Durante el siguiente medio siglo un gran salto adelante en el poderío
militar europeo socavó esa imagen positiva que se tenía de China. Los
comerciantes y aventureros europeos llevaban mucho tiempo insistiendo en
la vulnerabilidad militar de un imperio gobernado por una clase de
aristócratas ilustrados, al tiempo que se quejaban amargamente de las
trabas burocráticas y culturales que hallaban al intentar comerciar con
China. Esas censuras y quejas alimentaron una opinión sustancialmente
negativa sobre China como un imperio burocráticamente opresor y
militarmente débil. En 1836, tres años antes de que Gran Bretaña
iniciara la primera Guerra del Opio contra China (1839-1842), el autor
de un ensayo anónimo publicado en Cantón sostenía que «probablemente no
existe en la actualidad un criterio más infalible para evaluar la
civilización y el progreso de las sociedades que la eficacia que cada
una de ellas ha alcanzado en “el arte de matar”, la perfección y
variedad de sus instrumentos de destrucción mutua y la habilidad con que
han aprendido a usarlos». Proseguía desdeñando a la Armada imperial
china como una «parodia monstruosa», argumentando que los anticuados
cañones e indisciplinados ejércitos habían dejado a China «impotente en
tierra» y considerando esas debilidades como síntomas de una deficiencia
básica de la sociedad china en su conjunto. Al dar cuenta de esas
opiniones, Michael Adas añade que la creciente importancia de la
destreza militar «en las evaluaciones europeas de la capacidad genérica
de los pueblos no occidentales auguraba malos tiempos para los chinos,
que habían caído muy por debajo de los agresivos “bárbaros” que
hostigaban sus confines meridionales».
Durante el siglo que siguió a la derrota de China en la primera Guerra
del Opio, el eclipse de Asia oriental se convirtió en lo que Ken
Pomeranz ha llamado «la Gran Divergencia». La evolución política y
económica de esas dos regiones del mundo, caracterizadas hasta entonces
por un nivel de vida parecido, comenzó a divergir marcadamente,
produciéndose un rápido ascenso de Europa hasta el cenit de su poder y
un declive igualmente rápido de Asia oriental hasta su nadir. A finales
de la Segunda Guerra Mundial China se había convertido en el país más
pobre del mundo; Japón en un Estado «semisoberano» ocupado militarmente;
y la mayoría de los países de la región estaban todavía luchando contra
el dominio colonial o a punto de verse partidos en dos por la división
de la Guerra Fría. En Asia oriental, como en otros lugares, se
apreciaban pocas señales de una validación inminente del vaticinio de
Adam Smith de que la ampliación y profundización de los intercambios en
la economía global actuaría como nivelador de poder entre los pueblos de
origen europeo y no europeo. Como es sabido, la Segunda Guerra Mundial
dio un tremendo impulso a la rebelión contra Occidente. En toda Asia y
África se restablecieron viejas soberanías y se crearon otras nuevas por
docenas; pero la descolonización tuvo como contrapartida la constitución
del aparato coercitivo occidental más extenso y potencialmente
destructivo que el mundo había visto nunca.

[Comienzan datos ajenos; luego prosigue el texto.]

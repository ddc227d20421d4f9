// Licensed to the Apache Software Foundation (ASF) under one
// or more contributor license agreements.  See the NOTICE file
// distributed with this work for additional information
// regarding copyright ownership.  The ASF licenses this file
// to you under the Apache License, Version 2.0 (the
// "License"); you may not use this file except in compliance
// with the License.  You may obtain a copy of the License at
//
//   http://www.apache.org/licenses/LICENSE-2.0
//
// Unless required by applicable law or agreed to in writing,
// software distributed under the License is distributed on an
// "AS IS" BASIS, WITHOUT WARRANTIES OR CONDITIONS OF ANY
// KIND, either express or implied.  See the License for the
// specific language governing permissions and limitations
// under the License.

// ----------------------------------------------------------------------
// Dictionary encoding

use bytes::Bytes;

use crate::basic::{Encoding, Type};
use crate::data_type::private::ParquetValueType;
use crate::data_type::DataType;
use crate::encodings::encoding::{Encoder, PlainEncoder};
use crate::encodings::rle::RleEncoder;
use crate::errors::Result;
use crate::schema::types::ColumnDescPtr;
use crate::util::bit_util::num_required_bits;
use crate::util::interner::{Interner, Storage};

struct KeyStorage<T: DataType> {
    uniques: Vec<T::T>,

    /// Size in bytes needed to encode this dictionary.
    size_in_bytes: usize,

    type_length: usize,
}

impl<T: DataType> Storage for KeyStorage<T> {
    type Key = u32;
    type Value = T::T;

    fn get(&self, idx: Self::Key) -> &Self::Value {
        &self.uniques[idx as usize]
    }

    fn push(&mut self, value: &Self::Value) -> Self::Key {
        self.size_in_bytes += match T::get_physical_type() {
            Type::FIXED_LEN_BYTE_ARRAY => self.type_length,
            _ => value.plain_encoded_size(),
        };

        let key = self.uniques.len() as u32;
        self.uniques.push(value.clone());
        key
    }
}

/// Dictionary encoder.
/// The dictionary encoding builds a dictionary of values encountered in a given column.
/// The dictionary page is written first, before the data pages of the column chunk.
///
/// Dictionary page format: the entries in the dictionary - in dictionary order -
/// using the plain encoding.
///
/// Data page format: the bit width used to encode the entry ids stored as 1 byte
/// (max bit width = 32), followed by the values encoded using RLE/Bit packed described
/// above (with the given bit width).
pub struct DictEncoder<T: DataType> {
    interner: Interner<KeyStorage<T>>,

    /// The buffered indices
    indices: Vec<u32>,
}

impl<T: DataType> DictEncoder<T> {
    /// Creates new dictionary encoder.
    pub fn new(desc: ColumnDescPtr) -> Self {
        let storage = KeyStorage {
            uniques: vec![],
            size_in_bytes: 0,
            type_length: desc.type_length().max(0) as usize,
        };

        Self {
            interner: Interner::new(storage),
            indices: vec![],
        }
    }

    /// Returns true if dictionary entries are sorted, false otherwise.
    pub fn is_sorted(&self) -> bool {
        // Sorting is not supported currently.
        false
    }

    /// Returns number of unique values (keys) in the dictionary.
    pub fn num_entries(&self) -> usize {
        self.interner.storage().uniques.len()
    }

    /// Returns size of unique values (keys) in the dictionary, in bytes.
    pub fn dict_encoded_size(&self) -> usize {
        self.interner.storage().size_in_bytes
    }

    /// Writes out the dictionary values with PLAIN encoding in a byte buffer, and return
    /// the result.
    pub fn write_dict(&self) -> Result<Bytes> {
        let mut plain_encoder = PlainEncoder::<T>::new();
        plain_encoder.put(&self.interner.storage().uniques)?;
        plain_encoder.flush_buffer()
    }

    /// Writes out the buffered indices with RLE encoding in a byte buffer, and return
    /// the result.
    pub fn write_indices(&mut self) -> Result<Bytes> {
        let bit_width = self.bit_width();
        let mut buffer = Vec::with_capacity(self.estimated_data_encoded_size());
        // Write bit width in the first byte
        buffer.push(bit_width);

        let mut encoder = RleEncoder::new_from_buf(bit_width, buffer);
        for index in &self.indices {
            encoder.put(*index as u64)
        }
        self.indices.clear();
        Ok(encoder.consume().into())
    }

    fn put_one(&mut self, value: &T::T) {
        self.indices.push(self.interner.intern(value));
    }

    #[inline]
    fn bit_width(&self) -> u8 {
        let num_entries = self.num_entries();
        if num_entries <= 1 {
            num_entries as u8
        } else {
            num_required_bits(num_entries as u64 - 1)
        }
    }
}

impl<T: DataType> Encoder<T> for DictEncoder<T> {
    fn put(&mut self, values: &[T::T]) -> Result<()> {
        for i in values {
            self.put_one(i)
        }
        Ok(())
    }

    fn encoding(&self) -> Encoding {
        Encoding::PLAIN_DICTIONARY
    }

    fn estimated_data_encoded_size(&self) -> usize {
        if self.indices.is_empty() {
            return 0;
        }
        1 + RleEncoder::max_buffer_size(self.bit_width(), self.indices.len())
    }

    fn flush_buffer(&mut self) -> Result<Bytes> {
        self.write_indices()
    }
}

La situación comenzó a cambiar a finales de la década de 1960 y
principios de la de 1970, cuando el poderosísimo aparato militar
estadounidense no consiguió mantener dividido al pueblo vietnamita
mediante la frontera artificial creada por la Guerra Fría. Paolo
Sylos-Labini, escribiendo para el bicentenario de la publicación de La
riqueza de las naciones poco después de que Estados Unidos hubiera
decidido retirarse de Vietnam, se preguntaba si había llegado por fin el
momento de que –como vaticinaba Adam Smith– «los habitantes de todas las
partes del mundo puedan alcanzar aquel nivel de valor y de fuerza que,
inspirando a todos un temor recíproco, obligue a todas las naciones
independientes a una especie de respeto mutuo». La coyuntura económica
también parecía favorecer a los países que constituían el llamado Tercer
Mundo. Había gran demanda de sus recursos naturales y también disponían
de una mano de obra abundante y barata. Los flujos de capital del Primer
al Tercer (y Segundo) Mundo experimentaron una gran expansión; la rápida
industrialización de los países del Tercer Mundo socavaba la anterior
concentración de actividades industriales en los países del Primer y
Segundo mundos; y los países del Tercer Mundo se habían unido, por
encima de sus diferencias ideológicas, para exigir un nuevo orden
económico internacional.
Revisando las reflexiones de Sylos-Labini dieciocho años después en
1994, señalé que cualquier esperanza (o temor) de una nivelación
inminente de las oportunidades de los pueblos del mundo para
beneficiarse del proceso en curso de integración económica mundial había
sido prematuro. Durante la década de 1980, la escalada de la competencia
en los mercados financieros del mundo impulsada por Estados Unidos había
frenado en seco el suministro de fondos a los países del Tercer y el
Segundo Mundos y había provocado una importante contracción de la
demanda mundial de sus productos. Los términos de intercambio se habían
vuelto a inclinar en favor del Primer Mundo tan rápida y empinadamente
como lo habían hecho en su contra durante la década de 1970. El imperio
soviético, desorientado y desorganizado por la creciente turbulencia de
la economía global y duramente hostigado por la nueva escalada de la
carrera armamentística, se había desintegrado, y en lugar de dos
superpotencias enfrentadas, los países del Tercer Mundo tenían ante sí
un mundo «unipolar» en el que se veían obligados a competir con los
restos del Segundo Mundo por el acceso a los mercados y los recursos del
Primer Mundo. Al mismo tiempo, Estados Unidos y sus aliados europeos
aprovecharon la oportunidad creada por el colapso de la URSS para
reclamar con cierto éxito el «monopolio» global del uso legítimo de la
violencia, fomentando la creencia de que su fuerza no sólo era mayor que
nunca sino incuestionable a cualquier efecto práctico.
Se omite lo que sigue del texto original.